Try it →
Over all lines in the data below, count those holding "bool" and give only the result.

Records →
━━━━━━━━━━━━━━━━

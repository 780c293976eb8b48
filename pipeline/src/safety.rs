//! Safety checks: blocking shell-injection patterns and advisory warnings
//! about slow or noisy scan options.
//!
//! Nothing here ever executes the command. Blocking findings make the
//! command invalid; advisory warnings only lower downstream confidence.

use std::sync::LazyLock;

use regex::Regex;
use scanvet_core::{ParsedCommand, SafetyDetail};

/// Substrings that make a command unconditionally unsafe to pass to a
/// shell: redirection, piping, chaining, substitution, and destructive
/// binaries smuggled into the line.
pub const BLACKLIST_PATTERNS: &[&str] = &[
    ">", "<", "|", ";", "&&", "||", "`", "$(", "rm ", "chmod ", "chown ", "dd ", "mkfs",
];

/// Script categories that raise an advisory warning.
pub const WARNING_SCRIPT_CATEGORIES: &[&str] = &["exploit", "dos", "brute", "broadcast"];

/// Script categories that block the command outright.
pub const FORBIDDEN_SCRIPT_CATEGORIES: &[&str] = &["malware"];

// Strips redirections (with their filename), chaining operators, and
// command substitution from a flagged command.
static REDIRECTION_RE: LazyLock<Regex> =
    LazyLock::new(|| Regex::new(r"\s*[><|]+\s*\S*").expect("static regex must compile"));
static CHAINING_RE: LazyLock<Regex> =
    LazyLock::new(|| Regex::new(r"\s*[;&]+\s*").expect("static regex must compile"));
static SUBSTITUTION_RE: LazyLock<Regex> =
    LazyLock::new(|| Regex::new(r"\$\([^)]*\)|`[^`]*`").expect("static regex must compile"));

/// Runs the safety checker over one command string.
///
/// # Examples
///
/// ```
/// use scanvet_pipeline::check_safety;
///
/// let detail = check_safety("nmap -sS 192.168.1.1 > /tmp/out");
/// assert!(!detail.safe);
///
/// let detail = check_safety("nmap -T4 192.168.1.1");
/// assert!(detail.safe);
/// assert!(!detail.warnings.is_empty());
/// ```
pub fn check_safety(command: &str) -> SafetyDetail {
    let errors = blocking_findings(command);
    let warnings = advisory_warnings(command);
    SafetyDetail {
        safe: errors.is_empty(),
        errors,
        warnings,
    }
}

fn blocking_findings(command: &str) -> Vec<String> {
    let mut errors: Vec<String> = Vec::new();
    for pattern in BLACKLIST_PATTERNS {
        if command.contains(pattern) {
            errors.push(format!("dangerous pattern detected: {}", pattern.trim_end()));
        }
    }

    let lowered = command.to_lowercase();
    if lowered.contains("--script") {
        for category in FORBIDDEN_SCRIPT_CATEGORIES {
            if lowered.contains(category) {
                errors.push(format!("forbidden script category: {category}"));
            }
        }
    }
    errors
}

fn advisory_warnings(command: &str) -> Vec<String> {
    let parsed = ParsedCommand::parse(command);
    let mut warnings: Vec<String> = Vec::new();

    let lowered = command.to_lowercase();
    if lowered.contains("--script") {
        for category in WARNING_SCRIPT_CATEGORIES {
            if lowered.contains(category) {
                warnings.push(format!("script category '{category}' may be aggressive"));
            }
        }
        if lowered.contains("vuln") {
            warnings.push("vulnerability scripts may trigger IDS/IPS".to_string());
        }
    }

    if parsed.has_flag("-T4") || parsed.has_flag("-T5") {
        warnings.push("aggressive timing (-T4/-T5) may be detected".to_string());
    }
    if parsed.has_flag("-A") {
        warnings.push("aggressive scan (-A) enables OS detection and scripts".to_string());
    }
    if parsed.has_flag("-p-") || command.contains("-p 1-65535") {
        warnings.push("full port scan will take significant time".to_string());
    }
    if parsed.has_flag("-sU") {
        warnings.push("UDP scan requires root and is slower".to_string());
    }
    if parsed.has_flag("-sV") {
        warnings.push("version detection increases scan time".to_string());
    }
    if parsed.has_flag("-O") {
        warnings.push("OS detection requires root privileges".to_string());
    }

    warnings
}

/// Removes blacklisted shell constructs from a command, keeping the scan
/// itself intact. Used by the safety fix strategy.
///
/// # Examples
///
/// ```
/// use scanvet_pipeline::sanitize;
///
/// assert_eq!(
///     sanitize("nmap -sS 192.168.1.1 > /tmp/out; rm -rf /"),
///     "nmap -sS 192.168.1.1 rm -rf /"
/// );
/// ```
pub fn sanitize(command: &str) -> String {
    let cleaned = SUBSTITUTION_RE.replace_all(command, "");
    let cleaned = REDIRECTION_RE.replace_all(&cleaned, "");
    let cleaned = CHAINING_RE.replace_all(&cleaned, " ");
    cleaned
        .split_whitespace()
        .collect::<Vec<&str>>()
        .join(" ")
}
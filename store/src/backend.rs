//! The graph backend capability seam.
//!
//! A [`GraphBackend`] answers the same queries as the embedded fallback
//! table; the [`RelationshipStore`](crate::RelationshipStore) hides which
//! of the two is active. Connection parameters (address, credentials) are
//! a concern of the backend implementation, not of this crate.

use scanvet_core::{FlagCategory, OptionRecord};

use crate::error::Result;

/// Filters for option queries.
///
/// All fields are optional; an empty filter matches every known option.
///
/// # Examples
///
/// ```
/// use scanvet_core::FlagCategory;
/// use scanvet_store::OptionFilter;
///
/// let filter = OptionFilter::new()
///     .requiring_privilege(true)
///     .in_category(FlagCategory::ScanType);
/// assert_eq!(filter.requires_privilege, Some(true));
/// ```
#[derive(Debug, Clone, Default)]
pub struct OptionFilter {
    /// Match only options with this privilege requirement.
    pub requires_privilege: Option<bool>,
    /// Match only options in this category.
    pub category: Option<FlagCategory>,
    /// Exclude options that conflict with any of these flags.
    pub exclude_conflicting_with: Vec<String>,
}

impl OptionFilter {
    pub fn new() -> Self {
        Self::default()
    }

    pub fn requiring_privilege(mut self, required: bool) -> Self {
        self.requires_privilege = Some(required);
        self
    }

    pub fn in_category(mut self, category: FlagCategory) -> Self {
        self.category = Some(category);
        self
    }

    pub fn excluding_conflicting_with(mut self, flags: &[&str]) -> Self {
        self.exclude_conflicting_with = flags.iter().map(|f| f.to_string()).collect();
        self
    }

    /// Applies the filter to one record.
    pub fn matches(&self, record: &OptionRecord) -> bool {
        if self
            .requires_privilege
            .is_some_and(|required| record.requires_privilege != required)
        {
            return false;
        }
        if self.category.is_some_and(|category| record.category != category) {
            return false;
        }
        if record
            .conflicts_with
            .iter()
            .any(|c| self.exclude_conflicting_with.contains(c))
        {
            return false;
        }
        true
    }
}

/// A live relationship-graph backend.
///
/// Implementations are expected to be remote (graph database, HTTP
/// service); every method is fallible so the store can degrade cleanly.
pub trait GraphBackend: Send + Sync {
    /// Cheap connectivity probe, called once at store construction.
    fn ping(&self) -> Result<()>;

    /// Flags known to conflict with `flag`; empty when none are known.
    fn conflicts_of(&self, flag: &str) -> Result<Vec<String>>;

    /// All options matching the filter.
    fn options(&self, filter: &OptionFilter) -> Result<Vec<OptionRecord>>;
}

━━━━━━━━━━━━━━━━

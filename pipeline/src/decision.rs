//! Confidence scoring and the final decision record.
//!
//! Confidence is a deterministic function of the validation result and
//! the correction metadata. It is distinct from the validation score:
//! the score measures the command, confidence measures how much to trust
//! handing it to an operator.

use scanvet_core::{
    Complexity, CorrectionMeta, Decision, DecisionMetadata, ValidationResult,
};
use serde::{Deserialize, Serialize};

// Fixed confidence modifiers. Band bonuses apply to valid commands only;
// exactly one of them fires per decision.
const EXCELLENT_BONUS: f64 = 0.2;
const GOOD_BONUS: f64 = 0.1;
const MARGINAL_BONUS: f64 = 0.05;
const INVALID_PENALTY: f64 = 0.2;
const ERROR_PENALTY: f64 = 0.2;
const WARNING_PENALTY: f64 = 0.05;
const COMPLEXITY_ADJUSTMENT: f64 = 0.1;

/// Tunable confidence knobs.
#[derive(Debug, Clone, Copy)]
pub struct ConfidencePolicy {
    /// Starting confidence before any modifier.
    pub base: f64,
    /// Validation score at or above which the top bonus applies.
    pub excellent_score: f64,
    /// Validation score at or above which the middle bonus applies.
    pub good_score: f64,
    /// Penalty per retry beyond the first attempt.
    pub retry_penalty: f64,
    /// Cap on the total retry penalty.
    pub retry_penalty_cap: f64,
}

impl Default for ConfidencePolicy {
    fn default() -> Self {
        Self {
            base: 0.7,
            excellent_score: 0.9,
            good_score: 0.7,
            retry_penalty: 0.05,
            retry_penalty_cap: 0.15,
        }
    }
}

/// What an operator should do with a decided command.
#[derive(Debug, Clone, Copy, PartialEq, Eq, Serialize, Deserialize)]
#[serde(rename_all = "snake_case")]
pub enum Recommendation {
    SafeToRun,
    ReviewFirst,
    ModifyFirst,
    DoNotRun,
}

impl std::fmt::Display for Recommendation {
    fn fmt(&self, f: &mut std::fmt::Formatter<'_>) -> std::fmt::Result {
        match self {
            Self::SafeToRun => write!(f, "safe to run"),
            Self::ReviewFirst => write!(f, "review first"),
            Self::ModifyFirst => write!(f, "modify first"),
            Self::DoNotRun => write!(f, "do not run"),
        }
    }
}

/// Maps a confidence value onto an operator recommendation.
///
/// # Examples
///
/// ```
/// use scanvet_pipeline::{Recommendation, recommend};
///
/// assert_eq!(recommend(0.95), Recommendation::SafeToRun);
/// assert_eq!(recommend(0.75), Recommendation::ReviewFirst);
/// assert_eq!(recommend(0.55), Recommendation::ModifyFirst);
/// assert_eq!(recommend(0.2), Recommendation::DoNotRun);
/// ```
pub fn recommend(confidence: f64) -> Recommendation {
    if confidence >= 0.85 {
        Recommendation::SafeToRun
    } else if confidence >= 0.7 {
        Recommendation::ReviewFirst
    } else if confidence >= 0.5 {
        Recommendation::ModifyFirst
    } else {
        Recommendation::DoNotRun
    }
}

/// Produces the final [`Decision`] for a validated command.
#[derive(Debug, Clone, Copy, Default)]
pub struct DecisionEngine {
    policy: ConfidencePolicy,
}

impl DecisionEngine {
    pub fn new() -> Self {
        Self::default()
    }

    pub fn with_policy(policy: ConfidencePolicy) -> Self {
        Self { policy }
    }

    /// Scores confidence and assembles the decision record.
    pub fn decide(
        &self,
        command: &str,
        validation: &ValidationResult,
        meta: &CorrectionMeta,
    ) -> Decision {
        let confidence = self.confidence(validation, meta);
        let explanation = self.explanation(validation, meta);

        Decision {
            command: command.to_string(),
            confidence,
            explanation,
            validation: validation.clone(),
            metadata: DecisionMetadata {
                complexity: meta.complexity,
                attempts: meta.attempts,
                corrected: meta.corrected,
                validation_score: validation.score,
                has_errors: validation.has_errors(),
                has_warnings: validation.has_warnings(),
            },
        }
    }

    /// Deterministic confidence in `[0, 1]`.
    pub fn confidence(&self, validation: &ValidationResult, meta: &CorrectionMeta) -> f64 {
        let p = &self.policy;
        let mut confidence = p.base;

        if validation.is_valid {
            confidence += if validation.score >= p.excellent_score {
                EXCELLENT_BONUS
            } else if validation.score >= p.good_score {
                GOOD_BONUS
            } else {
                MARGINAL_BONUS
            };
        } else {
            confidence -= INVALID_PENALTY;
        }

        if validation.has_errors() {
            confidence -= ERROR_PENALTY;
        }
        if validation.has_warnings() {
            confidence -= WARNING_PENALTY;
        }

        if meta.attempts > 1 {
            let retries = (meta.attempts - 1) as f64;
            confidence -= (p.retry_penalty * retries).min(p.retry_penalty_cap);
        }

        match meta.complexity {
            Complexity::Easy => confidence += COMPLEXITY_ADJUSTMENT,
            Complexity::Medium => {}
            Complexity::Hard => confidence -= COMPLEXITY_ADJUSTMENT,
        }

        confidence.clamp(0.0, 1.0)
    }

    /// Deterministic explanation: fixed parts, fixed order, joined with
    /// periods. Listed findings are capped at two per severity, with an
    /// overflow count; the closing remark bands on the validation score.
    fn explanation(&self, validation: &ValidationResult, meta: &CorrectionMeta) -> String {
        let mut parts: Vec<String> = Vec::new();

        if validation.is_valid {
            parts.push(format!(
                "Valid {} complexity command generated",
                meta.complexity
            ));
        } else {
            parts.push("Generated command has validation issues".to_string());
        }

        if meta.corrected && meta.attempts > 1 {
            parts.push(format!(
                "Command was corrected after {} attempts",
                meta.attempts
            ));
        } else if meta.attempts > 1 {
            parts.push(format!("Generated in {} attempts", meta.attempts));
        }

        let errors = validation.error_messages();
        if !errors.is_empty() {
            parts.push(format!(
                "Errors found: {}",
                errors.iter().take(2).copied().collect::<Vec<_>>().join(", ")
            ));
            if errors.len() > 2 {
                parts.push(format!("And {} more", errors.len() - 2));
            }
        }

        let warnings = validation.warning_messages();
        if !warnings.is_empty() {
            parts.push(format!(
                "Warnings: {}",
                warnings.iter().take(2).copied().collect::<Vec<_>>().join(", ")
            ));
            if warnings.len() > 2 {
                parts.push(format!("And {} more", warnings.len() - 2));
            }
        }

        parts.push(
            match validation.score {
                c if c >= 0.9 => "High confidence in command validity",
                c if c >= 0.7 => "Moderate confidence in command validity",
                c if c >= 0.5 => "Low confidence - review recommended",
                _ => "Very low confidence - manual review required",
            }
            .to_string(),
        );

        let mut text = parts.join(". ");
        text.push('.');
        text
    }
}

━━━━━━━━━━━━━━━━

Task result →
3